FISA judges should be granted 15 year terms ( I think now it is 2 years), subject to the advice and consent of the Senate. Perhaps a pool of nominees should be provided the Chief Justice to the President.

In any event, the only way the thing can work as it is intended to is if all 3 co-equal branches have equal oversight - what a novel idea. I think that the right is going to start warming up to this idea pretty soon, because it is very likely that they will be out of the White House. Just watch them suddenly turn into breathless civil libertarians when this realization begins to sink in and spread to the other few brain cells they enjoy.

leveymg wrote on August 2, 2007 4:54 PM:

"Don't fix it, if it isn't broken", so goes the old truism. There's simply nothing about the FISA Act that needs a legislative fix.

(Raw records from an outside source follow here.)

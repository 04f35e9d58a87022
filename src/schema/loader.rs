//! Entity document loader: parses YAML into a validated `SchemaRegistry`.
//!
//! Total over malformed input: problems come back as `ValidationIssue`s in
//! document order and the offending entity is excluded, so one bad entity
//! never prevents the others from loading.

use crate::error::ValidationIssue;
use crate::schema::model::{
    ActionDef, EntityDefinition, FieldDef, FieldKind, Ident, ListColumn, SchemaRegistry,
    SectionDef, SortDirection, SortSpec,
};
use crate::schema::types::{ActionConfig, EntityConfig, FormConfig};
use std::collections::HashSet;

/// Entity name used for issues with the document itself.
const DOCUMENT: &str = "<document>";

#[derive(Debug, Default)]
pub struct LoadResult {
    pub registry: SchemaRegistry,
    pub issues: Vec<ValidationIssue>,
}

impl LoadResult {
    pub fn is_clean(&self) -> bool {
        self.issues.is_empty()
    }
}

/// Load and validate an entity document. The root is either a mapping of
/// entity name to config (the usual shape) or a sequence of configs each
/// carrying a `name` key.
pub fn load(document: &str) -> LoadResult {
    let mut result = LoadResult::default();

    let root: serde_yaml::Value = match serde_yaml::from_str(document) {
        Ok(v) => v,
        Err(e) => {
            result
                .issues
                .push(ValidationIssue::new(DOCUMENT, "", format!("YAML parse error: {}", e)));
            return result;
        }
    };
    if root.is_null() {
        return result;
    }

    let entries = match collect_entries(&root, &mut result.issues) {
        Some(entries) => entries,
        None => return result,
    };

    // First pass: declared names, so reference fields may point forward.
    let declared: HashSet<String> = entries.iter().map(|(name, _)| name.clone()).collect();

    let mut seen: HashSet<String> = HashSet::new();
    for (name, value) in entries {
        if !seen.insert(name.clone()) {
            result
                .issues
                .push(ValidationIssue::new(&name, "", "duplicate entity name"));
            continue;
        }
        let config: EntityConfig = match serde_yaml::from_value(value) {
            Ok(c) => c,
            Err(e) => {
                result
                    .issues
                    .push(ValidationIssue::new(&name, "", format!("invalid entity config: {}", e)));
                continue;
            }
        };
        match resolve_entity(&name, &config, &declared) {
            Ok(entity) => result.registry.insert(entity),
            Err(mut issues) => result.issues.append(&mut issues),
        }
    }
    result
}

/// Normalize the document root into ordered (name, config) pairs.
fn collect_entries(
    root: &serde_yaml::Value,
    issues: &mut Vec<ValidationIssue>,
) -> Option<Vec<(String, serde_yaml::Value)>> {
    match root {
        serde_yaml::Value::Mapping(map) => {
            let mut out = Vec::with_capacity(map.len());
            for (key, value) in map {
                match key.as_str() {
                    Some(name) => out.push((name.to_string(), value.clone())),
                    None => issues.push(ValidationIssue::new(
                        DOCUMENT,
                        "",
                        "entity names must be strings",
                    )),
                }
            }
            Some(out)
        }
        serde_yaml::Value::Sequence(seq) => {
            let mut out = Vec::with_capacity(seq.len());
            for (i, item) in seq.iter().enumerate() {
                match item.get("name").and_then(|n| n.as_str()) {
                    Some(name) => out.push((name.to_string(), item.clone())),
                    None => issues.push(ValidationIssue::new(
                        DOCUMENT,
                        format!("[{}]", i),
                        "entity entries in a sequence must have a 'name'",
                    )),
                }
            }
            Some(out)
        }
        _ => {
            issues.push(ValidationIssue::new(
                DOCUMENT,
                "",
                "document root must be a mapping of entity names to configs",
            ));
            None
        }
    }
}

fn resolve_entity(
    name: &str,
    config: &EntityConfig,
    declared: &HashSet<String>,
) -> Result<EntityDefinition, Vec<ValidationIssue>> {
    let mut issues: Vec<ValidationIssue> = Vec::new();

    let table = match Ident::new(&config.table) {
        Ok(id) => Some(id),
        Err(msg) => {
            issues.push(ValidationIssue::new(name, "table", msg));
            None
        }
    };
    let primary_key = match Ident::new(&config.primary_key) {
        Ok(id) => Some(id),
        Err(msg) => {
            issues.push(ValidationIssue::new(name, "primary_key", msg));
            None
        }
    };

    if config.list.columns.is_empty() {
        issues.push(ValidationIssue::new(
            name,
            "list.columns",
            "at least one list column is required",
        ));
    }
    let mut list_columns = Vec::with_capacity(config.list.columns.len());
    for (i, col) in config.list.columns.iter().enumerate() {
        match Ident::new(&col.name) {
            Ok(id) => list_columns.push(ListColumn {
                label: col.label.clone().unwrap_or_else(|| col.name.clone()),
                name: id,
                sortable: col.sortable,
            }),
            Err(msg) => issues.push(ValidationIssue::new(
                name,
                format!("list.columns[{}].name", i),
                msg,
            )),
        }
    }

    let page_size = match config.list.page_size {
        Some(0) => {
            issues.push(ValidationIssue::new(
                name,
                "list.page_size",
                "page_size must be a positive integer",
            ));
            20
        }
        Some(n) => n,
        None => 20,
    };

    let form = config.form.clone().unwrap_or_default();
    let sections = resolve_sections(name, &form, declared, &mut issues);

    let default_sort = config.list.default_sort.as_deref().and_then(|key| {
        let (raw, direction) = match key.strip_prefix('-') {
            Some(rest) => (rest, SortDirection::Desc),
            None => (key, SortDirection::Asc),
        };
        let column = if primary_key.as_ref().map(Ident::as_str) == Some(raw) {
            primary_key.clone()
        } else {
            list_columns.iter().map(|c| &c.name).find(|c| c.as_str() == raw).cloned()
        };
        match column {
            Some(column) => Some(SortSpec { column, direction }),
            None => {
                issues.push(ValidationIssue::new(
                    name,
                    "list.default_sort",
                    format!("'{}' is not a list column of this entity", raw),
                ));
                None
            }
        }
    });

    let lookup_display = match config.lookup_display.as_deref() {
        Some(raw) => match Ident::new(raw) {
            Ok(id) => Some(id),
            Err(msg) => {
                issues.push(ValidationIssue::new(name, "lookup_display", msg));
                None
            }
        },
        None => list_columns
            .first()
            .map(|c| c.name.clone())
            .or_else(|| primary_key.clone()),
    };

    let mut actions = Vec::new();
    resolve_actions(name, "form.actions", &form.actions, &mut actions, &mut issues);
    resolve_actions(name, "list.actions", &config.list.actions, &mut actions, &mut issues);

    match (table, primary_key, lookup_display) {
        (Some(table), Some(primary_key), Some(lookup_display)) if issues.is_empty() => {
            Ok(EntityDefinition {
                name: name.to_string(),
                label: config.label.clone().unwrap_or_else(|| name.to_string()),
                table,
                primary_key,
                list_columns,
                default_sort,
                page_size,
                sections,
                actions,
                lookup_display,
            })
        }
        _ => Err(issues),
    }
}

fn resolve_sections(
    name: &str,
    form: &FormConfig,
    declared: &HashSet<String>,
    issues: &mut Vec<ValidationIssue>,
) -> Vec<SectionDef> {
    let mut sections = Vec::with_capacity(form.sections.len());
    for (si, section) in form.sections.iter().enumerate() {
        let mut fields = Vec::with_capacity(section.fields.len());
        for (fi, field) in section.fields.iter().enumerate() {
            let path = |leaf: &str| format!("form.sections[{}].fields[{}].{}", si, fi, leaf);
            let ident = match Ident::new(&field.name) {
                Ok(id) => id,
                Err(msg) => {
                    issues.push(ValidationIssue::new(name, path("name"), msg));
                    continue;
                }
            };
            let kind = match field.kind.as_deref().unwrap_or("text") {
                "text" => FieldKind::Text,
                "long_text" => FieldKind::LongText,
                "email" => FieldKind::Email,
                "integer" => FieldKind::Integer,
                "reference" => FieldKind::Reference,
                other => {
                    issues.push(ValidationIssue::new(
                        name,
                        path("type"),
                        format!("unknown field kind '{}'", other),
                    ));
                    continue;
                }
            };
            let lookup_entity = if kind == FieldKind::Reference {
                match &field.lookup {
                    Some(lookup) if declared.contains(&lookup.entity) => {
                        Some(lookup.entity.clone())
                    }
                    Some(lookup) => {
                        issues.push(ValidationIssue::new(
                            name,
                            path("lookup.entity"),
                            format!("unknown lookup entity '{}'", lookup.entity),
                        ));
                        continue;
                    }
                    None => {
                        issues.push(ValidationIssue::new(
                            name,
                            path("lookup"),
                            "reference fields require a lookup entity",
                        ));
                        continue;
                    }
                }
            } else {
                None
            };
            fields.push(FieldDef {
                label: field.label.clone().unwrap_or_else(|| field.name.clone()),
                name: ident,
                kind,
                required: field.required,
                lookup_entity,
            });
        }
        sections.push(SectionDef {
            label: section.label.clone().unwrap_or_default(),
            fields,
        });
    }
    sections
}

fn resolve_actions(
    name: &str,
    path: &str,
    configs: &[ActionConfig],
    out: &mut Vec<ActionDef>,
    issues: &mut Vec<ValidationIssue>,
) {
    for (i, action) in configs.iter().enumerate() {
        if action.name.trim().is_empty() {
            issues.push(ValidationIssue::new(
                name,
                format!("{}[{}].name", path, i),
                "action name must not be empty",
            ));
            continue;
        }
        out.push(ActionDef {
            name: action.name.clone(),
            label: action.label.clone().unwrap_or_else(|| action.name.clone()),
            target: action.target.clone(),
        });
    }
}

The only problem the Administration has described that sounds at all problematic -- a ruling by a single FISA Court judge that foreign calls that pass through the US on the way to the receiving end can't be monitored without a FISA warrant -- can be addressed by Agency action or Presidential order. No need for change in law to address that.

So, what's going on here?

There are only two sensible answers to that. Either the Democrats are allowing eevryone involved a legislative "Get Out of Jail Free card" or there's something that nobody's talking about. That can only be one thing: the Bush Administration is threatening to take a 6th Circuit decision handed down in July to the Supreme Court, and everyone is so spooked by what the present SCOTUS might do that they're willing to cut a deal to avoid the result.

a 6th Circuit Ct. decision (0 / 0)

For a discussion of that decision on the constitionality of warrantless surveillance. See, Glenn Greenwald's article: http://www.salon.com/opinion/greenwald/2007/07/07/nsa/

Both sides may be nervous about what kind of decision the present SCOTUS might return if the issue had to be decided directly. A change in the FISA statute might render parts of such a case moot, or conceed so much the Solicitor General declines to pursue the case.

Bonnie wrote on August 2, 2007 9:46 PM:

The first step in this process is to NOT trust the White House as though it is trustworthy. It is NOT.

db wrote on August 2, 2007 10:51 PM:

Let me guess, the changes will include a provision that shields the criminals in the admin from criminal or civil liability for any of their past illegal and despicable conduct, no matter how blatan, brazen or self-serving it was.

I know it's in there, or will be.

Pioneer wrote on August 3, 2007 1:40 AM:

Why doesn't everyone include words Jihad, Kill, President, Terrorism, Fatwa, Infidel and Bomb in their e-mails. That would hamper the data mining quite a bit.

Satan luvvs Repugs wrote on August 3, 2007 1:12 PM:

Yes, FISA needs revision.

But most certainly NOT to give telecoms or spooks immunity from past or future infractions.

Instead, how about adding a DEATH PENALTY provision for conspiracy to violate FISA, with a special prosecutor for investigating and bringing to trial infractions.